(Problem requirements)
Would it be possible to reproduce every entry exactly, please?

(Task input)
------

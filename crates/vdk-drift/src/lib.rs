//! Two-sample drift statistics over canonical VitalDesk datasets.
//!
//! Compares a baseline dataset against a current one, column by column:
//! - Kolmogorov-Smirnov test ([`ks_test`]) with an asymptotic two-sided
//!   p-value; a column drifts when `p` falls below the configured threshold
//! - 1-D empirical Wasserstein distance ([`wasserstein_distance`]); a column
//!   drifts when the distance exceeds the configured threshold
//! - concept drift ([`concept_drift`]): current forecast MSE against a
//!   recorded baseline MSE
//!
//! This crate does **not**:
//! - load datasets (see `vdk-reconcile::load_canonical`)
//! - produce forecasts (see `vdk-sequence`)
//! - decide what to do about drift (callers act on the report)

mod report;
mod stats;

pub use report::{
    compare_datasets, concept_drift, ColumnDrift, ConceptDrift, DriftReport, DriftThresholds,
};
pub use stats::{ks_statistic, ks_test, mean_squared_error, wasserstein_distance, KsTest};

------

(Task solution)
filename crates/vdk-drift/src/lib.rs
//! Two-sample drift statistics over canonical VitalDesk datasets.
//!
//! Compares a baseline dataset against a current one, column by column:
//! - Kolmogorov-Smirnov test ([`ks_test`]) with an asymptotic two-sided
//!   p-value; a column drifts when `p` falls below the configured threshold
//! - 1-D empirical Wasserstein distance ([`wasserstein_distance`]); a column
//!   drifts when the distance exceeds the configured threshold
//! - concept drift ([`concept_drift`]): current forecast MSE against a
//!   recorded baseline MSE
//!
//! This crate does **not**:
//! - load datasets (see `vdk-reconcile::load_canonical`)
//! - produce forecasts (see `vdk-sequence`)
//! - decide what to do about drift (callers act on the report)

mod report;
mod stats;

pub use report::{
    compare_datasets, concept_drift, ColumnDrift, ConceptDrift, DriftReport, DriftThresholds,
};
pub use stats::{ks_statistic, ks_test, mean_squared_error, wasserstein_distance, KsTest};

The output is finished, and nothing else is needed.